A story (rumour !) that emerged later was that they were on a clandestine journey to Europe to drop supplies, ammunitions perhaps - or even someone by parachute - to the underground movements. Although we had no idea, D-Day and the Normandy landings were just twelve weeks away, perhaps an ideal time to drop supplies or an agent into Europe, so was that why the RAF mounted a strict armed guard over everything ?

Years later a report said seven aircrew died. Then someone found a record that on the same date a F/Lt Norval Pollock, flying a Hurricane, had perished in a Bournemouth air crash and was buried in North Cemetery (the Cemetery records apparently state that).

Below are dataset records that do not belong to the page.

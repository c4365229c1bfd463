//! EU driving licence.
//!
//! Fields are printed behind the harmonized numeric codes (`1.` surname,
//! `2.` given names, `3.` birth date and place, `4a.`-`4c.` issue/expiry/
//! authority, `5.` licence number). OCR often merges several codes onto one
//! line, so every anchor on a line is paired with the text up to the next.

use std::collections::HashMap;

use lazy_static::lazy_static;
use regex::Regex;

use super::{first_token, Extracted};
use crate::models::fields::DrivingLicenseFields;
use crate::rules::first_date;
use crate::text::{normalize_whitespace, NormalizedText};

lazy_static! {
    static ref ANCHOR: Regex = Regex::new(
        r"(?i)(?:^|\s)(?P<label>4\s*\.?\s*\(?\s*[abcd]\s*\)?|[1235])(?:\s*\.?\s*:|\s*\.)"
    ).unwrap();
}

const VALUE_TRIM: &[char] = &[' ', '.', ':', '-', '–', '—', '·', '|'];

pub fn extract(text: &NormalizedText<'_>) -> Extracted<DrivingLicenseFields> {
    let kv = collect_pairs(text.lines());
    let (birth_date, birth_place) = birth_date_and_place(kv.get("3").map(String::as_str));
    let date_of = |code: &str| kv.get(code).and_then(|v| first_date(v));

    Extracted {
        document_number: kv.get("5").and_then(|v| first_token(v)),
        fields: DrivingLicenseFields {
            full_name: match (kv.get("1"), kv.get("2")) {
                (Some(surname), Some(given)) => Some(format!("{surname} {given}")),
                _ => None,
            },
            birth_date,
            birth_place,
            issue_date: date_of("4a"),
            expiry_date: date_of("4b"),
            issuing_authority: kv.get("4c").cloned(),
        },
    }
}

/// `4(a)`, `4. a` and `4a` all become `4a`.
fn normalize_code(raw: &str) -> String {
    raw.to_lowercase()
        .chars()
        .filter(|c| !matches!(c, '(' | ')' | '.') && !c.is_whitespace())
        .collect()
}

/// Every `(code, value)` pair on one line.
fn line_pairs(line: &str) -> Vec<(String, String)> {
    let anchors: Vec<(usize, usize, &str)> = ANCHOR
        .captures_iter(line)
        .filter_map(|caps| {
            let label = caps.name("label")?;
            let whole = caps.get(0)?;
            Some((label.start(), whole.end(), label.as_str()))
        })
        .collect();

    anchors
        .iter()
        .enumerate()
        .filter_map(|(i, &(_, value_start, label))| {
            let value_end = anchors.get(i + 1).map_or(line.len(), |next| next.0);
            let value = normalize_whitespace(line[value_start..value_end].trim_matches(VALUE_TRIM));
            if value.is_empty() {
                None
            } else {
                Some((normalize_code(label), value))
            }
        })
        .collect()
}

/// First value seen for each code across the document.
fn collect_pairs(lines: &[String]) -> HashMap<String, String> {
    let mut kv = HashMap::new();
    for line in lines {
        for (code, value) in line_pairs(line) {
            kv.entry(code).or_insert(value);
        }
    }
    kv
}

/// Field 3: `06.04.2001 MIERCUREA CIUC, RO`.
fn birth_date_and_place(raw: Option<&str>) -> (Option<String>, Option<String>) {
    let Some(raw) = raw else {
        return (None, None);
    };
    let Some(date) = first_date(raw) else {
        return (None, Some(raw.to_string()));
    };
    let place = raw
        .split_whitespace()
        .filter(|tok| {
            let has_digit = tok.chars().any(|c| c.is_ascii_digit());
            let has_sep = tok.contains(['.', '-', '/']);
            !(has_digit && has_sep)
        })
        .collect::<Vec<_>>()
        .join(" ");
    (Some(date), if place.is_empty() { None } else { Some(place) })
}
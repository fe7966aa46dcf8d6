use chrono::{DateTime, Utc};
use sea_orm::entity::prelude::*;
use sea_orm::{ActiveModelBehavior, ActiveValue::Set, ConnectionTrait};
use serde::{Deserialize, Serialize};
use utoipa::ToSchema;
use uuid::Uuid;

/// Association between a product and the packaging/labeling recipe applied to
/// it. `packaged_product_id` is recorded by generation; once set, the recipe
/// link is immutable (enforced by PackagingService).
#[derive(Clone, Debug, PartialEq, DeriveEntityModel, Serialize, Deserialize, ToSchema)]
#[sea_orm(table_name = "product_packagings")]
pub struct Model {
    #[sea_orm(primary_key, auto_increment = false)]
    pub id: Uuid,

    /// Source product the recipe packages or labels
    pub product_id: Uuid,

    /// Applied packaging/labeling recipe
    pub production_template_id: Uuid,

    /// Generated packaged product, NULL until generation runs
    pub packaged_product_id: Option<Uuid>,

    pub created_at: DateTime<Utc>,
    pub updated_at: Option<DateTime<Utc>>,
}

#[derive(Copy, Clone, Debug, EnumIter, DeriveRelation)]
pub enum Relation {
    #[sea_orm(
        belongs_to = "super::product::Entity",
        from = "Column::ProductId",
        to = "super::product::Column::Id"
    )]
    Product,
    #[sea_orm(
        belongs_to = "super::production_template::Entity",
        from = "Column::ProductionTemplateId",
        to = "super::production_template::Column::Id"
    )]
    ProductionTemplate,
    #[sea_orm(
        belongs_to = "super::product::Entity",
        from = "Column::PackagedProductId",
        to = "super::product::Column::Id"
    )]
    PackagedProduct,
}

impl Related<super::product::Entity> for Entity {
    fn to() -> RelationDef {
        Relation::Product.def()
    }
}

impl Related<super::production_template::Entity> for Entity {
    fn to() -> RelationDef {
        Relation::ProductionTemplate.def()
    }
}

#[async_trait::async_trait]
impl ActiveModelBehavior for ActiveModel {
    async fn before_save<C>(self, _db: &C, insert: bool) -> Result<Self, DbErr>
    where
        C: ConnectionTrait,
    {
        let mut active_model = self;

        if insert {
            active_model.created_at = Set(Utc::now());
        }

        active_model.updated_at = Set(Some(Utc::now()));

        Ok(active_model)
    }
}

However, I understand, no record of that crash exists.

There was also talk of a midair collision between an American and British aircraft somewhere in an area bounded by Winkton, Sopley and Christchurch - but not on the 21st March - however we must accept that wartime records were often a broad statement.

Eerie coincidence

Nonetheless, there remains an amazing; some may say uncanny aspect to this tragic incident. Three members of the aircrew had the surnames Gent, Appleton and Evans: you will probably agree the first two surnames are not common.

Within yards of the crash site lived three families Gent (Wimborne Road), Appleton (Hillcrest Road) and Evans in one of the cottages destroyed.

Anyone care to analyse the mathematical probabilities of that coincidental paradigm?

* Doubts have been expressed about the aircraft's unit number - was there a slight corruption of figures.

© 2007 Russ Barnes, Dorset

Memorial

A memorial to the crew and civilians who died in the crash was erected in 2011. It stands at the scene of the disaster on the corner of Meadow Court Close and Wimborne Road.